Lockwood v. Hicks and Nationwide Ins. Co., CV 05-4256

Type of Case: Motor Vehicle Collision & Workers Compensation Facts: At about 6:30 am on April 18, 2005 the Defendant lost control of is car. His car went off the roadway at over 50 miles per hour and across an apartment complex parking lot. The car hit a van parked in front of the Plaintiff’s apartment. The force of the impact launched the van into the Plaintiff’s apartment where the Plaintiff was sitting on his living room sofa having a cup of coffee and checking his morning office e-mail on his laptop. The van partially landed on the Plaintiff shattering his collar bone and severely injuring his foot as well has hurting his back and neck. The Defendant claimed he blacked out because of a sudden medical emergency, which is a defense to a claim of negligence under Alabama law. During the discovery phase of the lawsuit, it was determined that the Defendant’s “black-out” was caused by his misuse of medications.  Mark Wolfe represented the victim in his liability case as well as his workers’ compensation case.  A policy limits settlement was reached in the liability case and the victim received a Permanent Total Disability award on the workers compensation claim.

Westbrook, et al v. Jones, CV-00-1173

Type of Case: Wrongful Death-Motor Vehicle Collision Facts: This tragic accident occurred on June 20, 1999 in Mobile County, Alabama when a drunk driver ran a red light at a high speed and crashed into a van occupied by the Westbrook family and friends as they were returning from a trip to Disney World. Four year old Joia White was killed in the accident and her grandfather, Elmore Westbrook, Jr. died about two weeks later from complications of his injuries. Because there was limited insurance coverage available, Mark Wolfe did not charge a fee for his services. A 2.5 million dollar judgment was obtained against the drunk driver for the victims and their families.

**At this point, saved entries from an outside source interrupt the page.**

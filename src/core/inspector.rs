//! 路径检查器 - 判断路径当前的文件系统形态
//!
//! 协调引擎的最底层组件。每次协调前重新读取状态，绝不跨调用缓存，
//! 这是引擎能从零重新推导的前提。

use std::io;
use std::path::{Path, PathBuf};

/// 路径状态
#[derive(Debug, Clone, PartialEq, Eq)]
pub enum PathState {
    /// 符号链接，携带字面目标（不解析真实路径）
    Symlink(PathBuf),
    /// 真实目录
    RealDirectory,
    /// 普通文件
    RegularFile,
    /// 不存在
    Missing,
}

impl PathState {
    /// 状态的简短描述（日志与状态展示用）
    pub fn describe(&self) -> String {
        match self {
            PathState::Symlink(target) => format!("符号链接 -> {}", target.display()),
            PathState::RealDirectory => "真实目录".to_string(),
            PathState::RegularFile => "普通文件".to_string(),
            PathState::Missing => "不存在".to_string(),
        }
    }
}

/// 判断路径状态
///
/// 必须先判断符号链接再判断目录：指向目录的链接要报告为 `Symlink`，
/// 所以这里用 `symlink_metadata`（不跟随链接）。悬空链接照常返回
/// 字面目标，目标是否可达由调用方另行判断。`Missing` 是正常结果，
/// 不是错误。
pub fn classify(path: &Path) -> PathState {
    match std::fs::symlink_metadata(path) {
        Ok(meta) if meta.file_type().is_symlink() => match std::fs::read_link(path) {
            Ok(target) => PathState::Symlink(target),
            // 链接在两次系统调用之间消失，按缺失处理
            Err(_) => PathState::Missing,
        },
        Ok(meta) if meta.is_dir() => PathState::RealDirectory,
        Ok(_) => PathState::RegularFile,
        Err(e) if e.kind() == io::ErrorKind::NotFound => PathState::Missing,
        // 其余读取错误（权限等）同样视作缺失，留给后续变更操作去报错
        Err(_) => PathState::Missing,
    }
}

/// 解析链接目标的绝对路径
///
/// `read_link` 可能返回相对目标，此时相对于链接所在目录解释。
pub fn resolve_link_target(link_path: &Path, target: &Path) -> PathBuf {
    if target.is_absolute() {
        target.to_path_buf()
    } else {
        link_path
            .parent()
            .map(|p| p.join(target))
            .unwrap_or_else(|| target.to_path_buf())
    }
}
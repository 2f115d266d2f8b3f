//! 应用配置模块
//!
//! 整个应用共用一个 config.json，按小节组织（drive / links / log），
//! 读取对缺失小节宽容，保存走读-改-写以保留其他小节。

use serde::{Deserialize, Serialize};
use std::fs;
use std::io;
use std::path::{Path, PathBuf};

use crate::core::ManagedLink;

/// 选定的目标驱动器
#[derive(Debug, Clone, Default, Serialize, Deserialize)]
#[serde(rename_all = "camelCase")]
pub struct DriveSelection {
    /// 卷标识（跨插拔稳定）
    #[serde(default, skip_serializing_if = "Option::is_none")]
    pub drive_id: Option<String>,
    /// 显示名
    #[serde(default, skip_serializing_if = "Option::is_none")]
    pub drive_name: Option<String>,
    /// 最近一次已知挂载点
    #[serde(default, skip_serializing_if = "Option::is_none")]
    pub drive_path: Option<PathBuf>,
}

impl DriveSelection {
    pub fn is_configured(&self) -> bool {
        self.drive_id.is_some() || self.drive_path.is_some()
    }
}

/// 应用配置
#[derive(Debug, Clone, Serialize, Deserialize)]
#[serde(rename_all = "camelCase")]
pub struct AppConfig {
    /// 目标驱动器
    #[serde(default)]
    pub drive: DriveSelection,
    /// 是否完成过首次初始化
    #[serde(default)]
    pub initialized: bool,
    /// 受管链接
    #[serde(default = "default_links")]
    pub links: Vec<ManagedLink>,
}

impl Default for AppConfig {
    fn default() -> Self {
        Self {
            drive: DriveSelection::default(),
            initialized: false,
            links: default_links(),
        }
    }
}

/// 默认管理两个目录：模型目录与 hub 缓存
fn default_links() -> Vec<ManagedLink> {
    let home = crate::dirs::home_dir().unwrap_or_else(|| PathBuf::from("."));
    vec![
        ManagedLink::new(
            "models",
            home.join(".lmstudio").join("models"),
            "drivelink/models",
        ),
        ManagedLink::new(
            "hub",
            home.join(".cache").join("huggingface").join("hub"),
            "drivelink/hub",
        ),
    ]
}

impl AppConfig {
    /// 从配置文件加载（文件或小节缺失都回退默认值）
    pub fn load(config_dir: &Path) -> Self {
        let config_file = config_dir.join("config.json");
        if config_file.exists() {
            if let Ok(content) = fs::read_to_string(&config_file) {
                if let Ok(config) = serde_json::from_str::<AppConfig>(&content) {
                    return config;
                }
            }
        }
        Self::default()
    }

    /// 保存配置（保留文件里不认识的小节，例如 log）
    pub fn save(&self, config_dir: &Path) -> io::Result<()> {
        fs::create_dir_all(config_dir)?;
        let config_file = config_dir.join("config.json");

        // 读取现有配置
        let mut config: serde_json::Value = if config_file.exists() {
            let content = fs::read_to_string(&config_file)?;
            serde_json::from_str(&content).unwrap_or_else(|_| serde_json::json!({}))
        } else {
            serde_json::json!({})
        };

        // 更新本模块负责的小节
        config["drive"] = serde_json::to_value(&self.drive).unwrap();
        config["initialized"] = serde_json::Value::Bool(self.initialized);
        config["links"] = serde_json::to_value(&self.links).unwrap();

        fs::write(&config_file, serde_json::to_string_pretty(&config).unwrap())
    }
}

#[cfg(test)]
mod tests {
    use super::*;

    #[test]
    fn test_load_missing_file_yields_defaults() {
        let dir = tempfile::tempdir().unwrap();
        let config = AppConfig::load(dir.path());
        assert!(!config.initialized);
        assert!(!config.drive.is_configured());
        assert_eq!(config.links.len(), 2);
        assert_eq!(config.links[0].name, "models");
        assert_eq!(config.links[1].name, "hub");
    }

    #[test]
    fn test_save_roundtrip_preserves_unknown_sections() {
        let dir = tempfile::tempdir().unwrap();
        let config_file = dir.path().join("config.json");
        fs::write(
            &config_file,
            r#"{"log": {"enabled": false, "maxSizeMb": 9}}"#,
        )
        .unwrap();

        let mut config = AppConfig::load(dir.path());
        config.drive.drive_id = Some("uuid-1".to_string());
        config.drive.drive_name = Some("Sidecar".to_string());
        config.initialized = true;
        config.save(dir.path()).unwrap();

        let reloaded = AppConfig::load(dir.path());
        assert_eq!(reloaded.drive.drive_id.as_deref(), Some("uuid-1"));
        assert!(reloaded.initialized);

        // log 小节不归 AppConfig 管，必须原样保留
        let raw: serde_json::Value =
            serde_json::from_str(&fs::read_to_string(&config_file).unwrap()).unwrap();
        assert_eq!(raw["log"]["maxSizeMb"], 9);
    }
}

Holmes v. Progressive Halcyon Insurance Company, U.S. Federal District Court No.1:07-487

Type of Case: Motor Vehicle Collision  Facts: On July 29, 2005 Dewana Holmes of Mobile was driving in Montgomery. As she was stopped in traffic her vehicle was rear-ended by another driver. At first, she did not think she was injured bad enough to require a trip to the emergency room. However, after a few days the pain complaints in her lower back had gotten worse and she sought follow up care from her family doctor in Saraland. This began a long and arduous course of care and treatment which ultimately required surgery for a herniated disk in her lower back. The surgery did not fully relieve her pain complaints and she ultimately had to stop her work as an insurance billing clerk for an area dentist. The insurance company for the at-fault driver eventually paid the limits of their liability insurance coverage, but that amount was inadequate to compensate Dewana for the totality of her injuries. Because of this she filed a lawsuit against her own automobile insurance carrier (Progressive)for underinsured motorist benefits. Progressive vigorously denied her claim for benefits and aggressively defended the case. At trial, the Progressive attorney told the jury that Dewana and her husband were trying to “put one over” on their insurance company. The jurors did not believe that and after only 30 minutes of deliberation they returned a verdict for Dewana in the amount of $205,721.07 which was the exact amount requested by BF&W attorney Mark Wolfe in his closing argument.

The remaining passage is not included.